ECONOMY

Draghi’s data jigsaw takes shape as ECB readies policy showdown

Mario Draghi’s month-long audit of the euro-area economy will enter a critical phase this week as officials finalize forecasts and data show whether inflation is becoming too scarce for comfort.

With 10 days left for the European Central Bank president to make up his mind before the next policy decision, reports from German sentiment today to region-wide statistics at the end of the week are among pieces he can add to the puzzle of the economy’s outlook. Feb. 28 figures will probably show inflation matched the lowest since 2009, according to economist estimates.

On Feb. 6, Draghi cited the need for “more information” to explain why the ECB hadn’t added more stimulus yet, heralding a month of scrutiny on data that have veered between growth outperforming economist forecasts to a deterioration in survey indicators. He repeated yesterday that officials are “ready to take any action,” setting the scene for a showdown next week as they determine if the economy’s prospects are sickly or safe.

“You could potentially see a trigger this week for ECB action,” Nick Kounis, head of macro research at ABN Amro Bank NV in Amsterdam, said in a telephone interview. “The inflation numbers could really be the deciding factor.”

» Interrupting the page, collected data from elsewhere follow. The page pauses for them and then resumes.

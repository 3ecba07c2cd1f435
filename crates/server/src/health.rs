use axum::{extract::State, http::StatusCode, routing::get, Json, Router};
use chrono::Utc;
use pagoflow_db::DbPool;
use serde::Serialize;

#[derive(Clone)]
pub struct HealthState {
    db_pool: DbPool,
}

#[derive(Clone, Copy, Debug, PartialEq, Eq, Serialize)]
#[serde(rename_all = "lowercase")]
pub enum HealthStatus {
    Ready,
    Degraded,
}

#[derive(Clone, Debug, PartialEq, Eq, Serialize)]
pub struct ComponentHealth {
    pub component: &'static str,
    pub status: HealthStatus,
    pub detail: String,
}

#[derive(Clone, Debug, PartialEq, Eq, Serialize)]
pub struct HealthResponse {
    pub status: HealthStatus,
    pub version: &'static str,
    pub checks: Vec<ComponentHealth>,
    pub checked_at: String,
}

pub fn router(db_pool: DbPool) -> Router {
    Router::new().route("/health", get(health)).with_state(HealthState { db_pool })
}

/// Readiness probe. Degraded when the flow store cannot answer a trivial
/// query, since every webhook and conversation path writes through it.
pub async fn health(State(state): State<HealthState>) -> (StatusCode, Json<HealthResponse>) {
    let database = database_check(&state.db_pool).await;
    let overall = database.status;

    let payload = HealthResponse {
        status: overall,
        version: env!("CARGO_PKG_VERSION"),
        checks: vec![database],
        checked_at: Utc::now().to_rfc3339(),
    };

    let status_code = match overall {
        HealthStatus::Ready => StatusCode::OK,
        HealthStatus::Degraded => StatusCode::SERVICE_UNAVAILABLE,
    };
    (status_code, Json(payload))
}

async fn database_check(pool: &DbPool) -> ComponentHealth {
    match sqlx::query_scalar::<_, i64>("SELECT 1").fetch_one(pool).await {
        Ok(_) => ComponentHealth {
            component: "database",
            status: HealthStatus::Ready,
            detail: "flow store reachable".to_string(),
        },
        Err(error) => ComponentHealth {
            component: "database",
            status: HealthStatus::Degraded,
            detail: format!("flow store query failed: {error}"),
        },
    }
}

#[cfg(test)]
mod tests {
    use axum::{extract::State, http::StatusCode, Json};
    use pagoflow_db::connect_with_settings;

    use crate::health::{health, HealthState, HealthStatus};

    #[tokio::test]
    async fn health_reports_ready_with_reachable_database() {
        let pool = connect_with_settings("sqlite::memory:?cache=shared", 1, 5)
            .await
            .expect("pool should connect");

        let (status, Json(payload)) = health(State(HealthState { db_pool: pool.clone() })).await;

        assert_eq!(status, StatusCode::OK);
        assert_eq!(payload.status, HealthStatus::Ready);
        assert_eq!(payload.checks.len(), 1);
        assert_eq!(payload.checks[0].component, "database");

        pool.close().await;
    }

    #[tokio::test]
    async fn health_reports_degraded_when_pool_is_closed() {
        let pool = connect_with_settings("sqlite::memory:?cache=shared", 1, 5)
            .await
            .expect("pool should connect");
        pool.close().await;

        let (status, Json(payload)) = health(State(HealthState { db_pool: pool })).await;

        assert_eq!(status, StatusCode::SERVICE_UNAVAILABLE);
        assert_eq!(payload.status, HealthStatus::Degraded);
        assert_eq!(payload.checks[0].status, HealthStatus::Degraded);
    }
}
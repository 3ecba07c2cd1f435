use async_trait::async_trait;
use thiserror::Error;

use pagoflow_core::{ConversationContext, ConversationId, FlowId, PaymentFlow};

pub mod conversation;
pub mod flow;
pub mod memory;

pub use conversation::SqlConversationStore;
pub use flow::SqlPaymentFlowStore;
pub use memory::{InMemoryConversationStore, InMemoryPaymentFlowStore};

#[derive(Debug, Error)]
pub enum StoreError {
    #[error("database error: {0}")]
    Database(#[from] sqlx::Error),
    #[error("decode error: {0}")]
    Decode(String),
}

/// Persistence for `PaymentFlow` records keyed by flow id, with a
/// secondary lookup by the gateway payment id. Per-record writes are
/// last-writer-wins; the orchestrator holds one record for at most the
/// duration of a single operation.
#[async_trait]
pub trait PaymentFlowStore: Send + Sync {
    async fn put(&self, flow: &PaymentFlow) -> Result<(), StoreError>;
    async fn update(&self, flow: &PaymentFlow) -> Result<(), StoreError>;
    async fn get(&self, flow_id: &FlowId) -> Result<Option<PaymentFlow>, StoreError>;
    async fn get_by_payment_id(&self, payment_id: &str)
        -> Result<Option<PaymentFlow>, StoreError>;
}

/// Persistence for conversation contexts keyed by conversation id.
#[async_trait]
pub trait ConversationStore: Send + Sync {
    async fn get(&self, id: &ConversationId) -> Result<Option<ConversationContext>, StoreError>;
    async fn put(&self, context: &ConversationContext) -> Result<(), StoreError>;
}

Inflation in the 18-nation euro area held at 0.7 percent in February, the median of 39 forecasts in a Bloomberg News survey of economists shows. Kounis’s 0.5 percent prediction is the lowest along with Capital Economics Ltd., while DekaBank has the highest estimate at 0.9 percent.

The European Union’s statistics agency will release those data at 11 a.m. on Feb. 28 in Luxembourg, at the same time as jobless numbers. Unemployment probably stayed at 12 percent, close to a record high, economists’ forecasts show.

Before those releases, reports from Germany will cast light on the state of Europe’s biggest economy. The Munich-based Ifo institute will say today that business confidence stayed close to the highest in more than two years this month, while inflation due on Feb. 27 probably eased to the slowest since April, according to surveys of economists.

ECB staff will consider such information as they finish preparing quarterly economic forecasts for next week’s decision. That outlook will for the first time encompass a three-year horizon with inflation and growth estimates for 2016.

“With the inflation rate falling until recently, the ECB will probably lower its inflation projections,” said Michael Schubert, an economist at Commerzbank AG in Frankfurt. “This suggests further monetary easing remains an option.”

The ECB’s debate on whether to act or not centers on the risk of deflation. Executive Board member Benoit Coeure said in an interview with Slovenian newspaper Delo that the euro region is “closer to the area where inflation expectations could be altered and create downside risks to price stability.”

Draghi, speaking yesterday after a Group of 20 meeting in Sydney, also mentioned the ECB’s focus on consumer-price risks.

“We don’t have any evidence of people postponing their expenditure plans with a view to buying the same thing at lower prices, in other words we don’t see what is defined to be deflation,” he said. The ECB “is willing and ready to take any action in case these risks were to gain strength.”

A deterioration of market-based gauges of inflation expectations has added to the ECB’s quandary. The German 5-year breakeven rate fell to 0.79 percentage point on Feb. 21 from 0.98 percentage point in mid-January. Professional forecasters surveyed by the ECB also lowered their outlook for consumer prices this month, predicting inflation to average 1.1 percent in 2014, 1.4 percent in 2015 and 1.7 percent in 2016.

Officials preparing for the March 6 decision are discussing how they might act at a time when the ECB’s main interest rate is already at a record-low 0.25 percent. Any further move may need to include a cut in the deposit rate below its current level of zero.

ECB Governing Council member Jens Weidmann, who heads Germany’s Bundesbank, yesterday described that prospect as “uncharted territory.” Speaking to Bloomberg News in Sydney, he signaled more openness to pausing sterilization of the ECB’s now-terminated bond-purchase Securities Markets Program, saying that he “wouldn’t rule out” such a move.

“We’ve really seen quite tight conditions in the money market which we think is likely to trigger the end of the SMP sterilization in March in any case,” Kounis said. “The big debate now I think is whether or not that step is likely to be accompanied with a rate cut.”

Some data have eased pressure on the ECB to do anything. The Feb. 14 gross domestic product report showed the euro-area economy expanded 0.3 percent in the final quarter of 2013, more than economists forecast. While Markit Economics’s factory and services surveys showed a loss of momentum this month, they still signaled expansion.

ECB Governing Council member Ewald Nowotny last week suggested he opposes to action for now, saying that inflation may “self-correct” as the economy improves.

“It’s finely balanced, because some people will say the money markets have calmed, verbal intervention has been sufficient and a small refi-rate cut won’t have that much of an impact,” said James Ashley, an economist at RBC Capital Markets in London. Still, “the past two months of inflation probably are enough for the staff projections to be revised down and it’s probably enough to argue for more action.”